Kaleme aldığı tarihî romanlarla ve ödüllerle adını sıkça duyduğumuz bir yazar Yılmaz Gürbüz. Daha önce yazdığı eserlerde tanıdık olduğumuz o akıcı üslubunu bu romanında da sürdürüyor. Yıldırım Bayezid'in tahta çıkışı ile bu cihan imparatorluğu yedi iklime at sürerken fırtınalardan kasırgalardan ve boranlardan geçip ufukta güneşin bir altın elma gibi parladığı günlere ulaşmıştır. Fakat Anadolu'ya kara bulut gibi çöken Timur ile kötü günler tekrar yüzünü göstermiş ve mücadele devletler arası değil kardeşler arası olmaya başlamıştır.
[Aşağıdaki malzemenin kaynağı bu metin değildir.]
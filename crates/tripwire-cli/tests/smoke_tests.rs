//! Smoke tests for the tripwire CLI
//!
//! None of these launch a browser.

#![allow(deprecated)] // Allow deprecated Command::cargo_bin until assert_cmd is updated
#![allow(clippy::expect_used, clippy::unwrap_used)]

use assert_cmd::Command;
use predicates::prelude::*;
use std::fs;
use tempfile::TempDir;

/// Get a command for the tripwire binary with a clean environment
fn tripwire() -> Command {
    let mut cmd = Command::cargo_bin("tripwire").expect("tripwire binary should exist");
    cmd.env_remove("TRIPWIRE_BASE_URL")
        .env_remove("CHROMIUM_PATH")
        .env_remove("RUST_LOG");
    cmd
}

// ============================================================================
// Basic CLI Tests
// ============================================================================

#[test]
fn test_version_flag() {
    tripwire()
        .arg("--version")
        .assert()
        .success()
        .stdout(predicate::str::contains("0.4.0"));
}

#[test]
fn test_help_flag() {
    tripwire()
        .arg("--help")
        .assert()
        .success()
        .stdout(predicate::str::contains("run"))
        .stdout(predicate::str::contains("list"))
        .stdout(predicate::str::contains("config"));
}

#[test]
fn test_no_args_fails() {
    tripwire().assert().failure();
}

#[test]
fn test_run_help_lists_flags() {
    tripwire()
        .args(["run", "--help"])
        .assert()
        .success()
        .stdout(predicate::str::contains("--fail-fast"))
        .stdout(predicate::str::contains("--viewport"))
        .stdout(predicate::str::contains("--base-url"));
}

// ============================================================================
// list
// ============================================================================

#[test]
fn test_list_shows_catalogue() {
    tripwire()
        .arg("list")
        .assert()
        .success()
        .stdout(predicate::str::contains("save-confirmation"))
        .stdout(predicate::str::contains("plan-drag"))
        .stdout(predicate::str::contains("sidebar-scroll-lock"))
        .stdout(predicate::str::contains("font-check"));
}

// ============================================================================
// config
// ============================================================================

#[test]
fn test_config_prints_defaults() {
    tripwire()
        .arg("config")
        .assert()
        .success()
        .stdout(predicate::str::contains("base_url: http://localhost:5173"))
        .stdout(predicate::str::contains("probe_timeout_ms: 5000"));
}

#[test]
fn test_config_layers_file_and_flags() {
    let temp = TempDir::new().unwrap();
    let path = temp.path().join("tripwire.yaml");
    fs::write(&path, "base_url: http://staging:8080\nsettle_ms: 500\n").unwrap();

    tripwire()
        .args(["config", "--config"])
        .arg(&path)
        .args(["--viewport", "375x812", "--timeout", "7000"])
        .assert()
        .success()
        .stdout(predicate::str::contains("base_url: http://staging:8080"))
        .stdout(predicate::str::contains("settle_ms: 500"))
        .stdout(predicate::str::contains("viewport_width: 375"))
        .stdout(predicate::str::contains("probe_timeout_ms: 7000"));
}

#[test]
fn test_config_env_base_url() {
    tripwire()
        .env("TRIPWIRE_BASE_URL", "http://from-env:3000")
        .arg("config")
        .assert()
        .success()
        .stdout(predicate::str::contains("http://from-env:3000"));
}

#[test]
fn test_config_rejects_bad_url() {
    tripwire()
        .args(["config", "--base-url", "localhost"])
        .assert()
        .failure()
        .stderr(predicate::str::contains("base_url"));
}

#[test]
fn test_config_rejects_bad_viewport() {
    tripwire()
        .args(["config", "--viewport", "wide"])
        .assert()
        .failure();
}

// ============================================================================
// run (argument validation only)
// ============================================================================

#[test]
fn test_run_unknown_scenario_fails() {
    tripwire()
        .args(["run", "no-such-scenario"])
        .assert()
        .failure()
        .stderr(predicate::str::contains("Unknown scenario"));
}

#[test]
fn test_run_without_selection_fails() {
    tripwire()
        .arg("run")
        .assert()
        .failure()
        .stderr(predicate::str::contains("--all"));
}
Anadolu ve Rumeli'deki hareketler sadece Yıldırım Bayezid ve şehzadelerini değil Osmanlı Devleti'ni her dem yaşatmak için ailelerinden eşlerinden çocuklarından ayrı düşen Tarkut Kocaları Turhan Beyleri ve oğul yolu gözleyen anaları da etkilemişti. Her şey atalarından aldığı görevi layıkıyla yerine getirmek içindi. Nitekim Osmanlı olmak zordu zorluydu...
İşte Zorlu Osmanlı'da okurken kendinizi alamayacağınız bir kurgu ile anlatıyor 1350'li yıllardan fetih dolu günlere giden ve ardından Fetret Devri ile geçen günleri.
Alperen cesurdur azimlidir yılmazdır. Alperenin kendine güveni vardır; zorlukları yener güçlüklerle savaşır. Bilip inandığı yoldan geri dönmez; atılgandır. Dayanıklıdır metanetlidir; dağ taş demez yumuşunu yerine getirir ve en ufak darbeden yılmaz ona karşı kor. Alperen sabırlıdır; düşmanı güçlüyse aklını kullanır bekler en uygun anda darbeyi vurur. Alperen ihtiyatlıdır; yanı başında kendisiyle savaşan yoldaşına güvenir sırt sırta verip savaşır. Alperenlik vefalı askerlik olduğu kadar cefalı bir askerlik anlayışıdır. Alplar muhkem yüreklidir güçlüdür. Bu gücü milletinden inancından tarihinden alır. Cesurdur; yağıyı görünce çekinmez atılır. Alperen öncüdür önderdir. Bu öz güveni soyundan Türklük mayasından alır!